WHAT IS EXPECTED: Please find the lines in the entries below that contain the word "displayName", and copy each one.

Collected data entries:
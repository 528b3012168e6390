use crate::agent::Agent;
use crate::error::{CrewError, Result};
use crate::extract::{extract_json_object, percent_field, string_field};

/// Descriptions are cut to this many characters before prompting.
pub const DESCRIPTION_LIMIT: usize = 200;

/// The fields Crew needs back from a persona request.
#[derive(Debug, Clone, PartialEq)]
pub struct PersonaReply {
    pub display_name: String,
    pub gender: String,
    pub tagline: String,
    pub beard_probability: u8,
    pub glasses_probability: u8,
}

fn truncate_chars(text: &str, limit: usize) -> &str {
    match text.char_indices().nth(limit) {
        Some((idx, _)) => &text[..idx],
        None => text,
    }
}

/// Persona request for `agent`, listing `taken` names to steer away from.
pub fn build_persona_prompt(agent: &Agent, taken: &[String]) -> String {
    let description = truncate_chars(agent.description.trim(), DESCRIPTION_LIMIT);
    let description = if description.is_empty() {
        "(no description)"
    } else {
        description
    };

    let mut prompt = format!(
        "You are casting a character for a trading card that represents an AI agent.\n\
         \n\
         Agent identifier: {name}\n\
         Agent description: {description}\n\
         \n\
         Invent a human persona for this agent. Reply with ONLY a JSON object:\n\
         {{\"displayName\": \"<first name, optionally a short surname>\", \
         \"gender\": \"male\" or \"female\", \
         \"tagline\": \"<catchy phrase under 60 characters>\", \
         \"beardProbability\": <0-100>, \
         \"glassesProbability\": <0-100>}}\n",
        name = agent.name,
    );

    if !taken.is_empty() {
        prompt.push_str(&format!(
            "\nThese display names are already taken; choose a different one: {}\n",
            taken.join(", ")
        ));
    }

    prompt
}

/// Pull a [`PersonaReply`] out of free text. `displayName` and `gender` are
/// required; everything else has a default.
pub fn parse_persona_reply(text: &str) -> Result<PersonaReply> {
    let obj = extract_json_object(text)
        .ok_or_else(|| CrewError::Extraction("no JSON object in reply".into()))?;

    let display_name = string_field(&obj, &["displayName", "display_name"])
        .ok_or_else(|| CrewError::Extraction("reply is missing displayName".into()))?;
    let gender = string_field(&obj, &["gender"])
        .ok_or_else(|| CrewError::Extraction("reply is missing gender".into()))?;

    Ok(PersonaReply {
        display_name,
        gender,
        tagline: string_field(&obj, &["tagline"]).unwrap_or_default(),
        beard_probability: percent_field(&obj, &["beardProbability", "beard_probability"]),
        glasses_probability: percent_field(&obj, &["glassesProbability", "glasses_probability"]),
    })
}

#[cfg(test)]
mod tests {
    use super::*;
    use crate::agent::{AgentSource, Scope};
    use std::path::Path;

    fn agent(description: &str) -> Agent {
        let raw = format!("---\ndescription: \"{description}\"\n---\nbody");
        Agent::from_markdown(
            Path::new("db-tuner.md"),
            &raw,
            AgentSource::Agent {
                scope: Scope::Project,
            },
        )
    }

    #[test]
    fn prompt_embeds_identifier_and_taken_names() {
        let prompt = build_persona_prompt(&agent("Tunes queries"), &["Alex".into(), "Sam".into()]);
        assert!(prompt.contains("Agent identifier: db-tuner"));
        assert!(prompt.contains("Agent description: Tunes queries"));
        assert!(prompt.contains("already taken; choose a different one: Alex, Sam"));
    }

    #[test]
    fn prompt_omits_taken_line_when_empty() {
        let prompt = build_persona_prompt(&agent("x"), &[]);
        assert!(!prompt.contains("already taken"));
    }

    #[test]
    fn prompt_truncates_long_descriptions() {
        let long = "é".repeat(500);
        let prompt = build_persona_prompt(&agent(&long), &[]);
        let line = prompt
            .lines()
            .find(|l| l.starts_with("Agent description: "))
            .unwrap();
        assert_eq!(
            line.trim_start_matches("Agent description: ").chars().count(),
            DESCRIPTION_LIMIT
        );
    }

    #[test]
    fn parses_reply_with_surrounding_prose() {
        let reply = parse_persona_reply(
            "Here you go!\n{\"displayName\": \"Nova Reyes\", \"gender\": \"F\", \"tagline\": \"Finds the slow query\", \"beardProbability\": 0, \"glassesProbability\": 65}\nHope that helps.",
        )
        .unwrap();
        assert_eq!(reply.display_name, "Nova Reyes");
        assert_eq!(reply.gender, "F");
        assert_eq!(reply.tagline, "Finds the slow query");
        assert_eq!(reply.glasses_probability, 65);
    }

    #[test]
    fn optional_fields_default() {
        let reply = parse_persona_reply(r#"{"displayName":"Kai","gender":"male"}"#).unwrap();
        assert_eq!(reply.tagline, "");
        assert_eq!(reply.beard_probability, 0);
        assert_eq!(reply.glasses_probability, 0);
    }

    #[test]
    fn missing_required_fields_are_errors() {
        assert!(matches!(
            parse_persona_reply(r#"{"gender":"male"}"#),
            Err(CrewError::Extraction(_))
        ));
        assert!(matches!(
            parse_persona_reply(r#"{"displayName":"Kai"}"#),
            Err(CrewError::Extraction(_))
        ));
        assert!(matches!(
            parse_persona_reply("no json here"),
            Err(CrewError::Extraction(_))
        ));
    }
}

WRITTEN REPLY:
         {{\"displayName\": \"<first name, optionally a short surname>\", \
/// Pull a [`PersonaReply`] out of free text. `displayName` and `gender` are
    let display_name = string_field(&obj, &["displayName", "display_name"])
        .ok_or_else(|| CrewError::Extraction("reply is missing displayName".into()))?;
            "Here you go!\n{\"displayName\": \"Nova Reyes\", \"gender\": \"F\", \"tagline\": \"Finds the slow query\", \"beardProbability\": 0, \"glassesProbability\": 65}\nHope that helps.",
        let reply = parse_persona_reply(r#"{"displayName":"Kai","gender":"male"}"#).unwrap();
            parse_persona_reply(r#"{"displayName":"Kai"}"#),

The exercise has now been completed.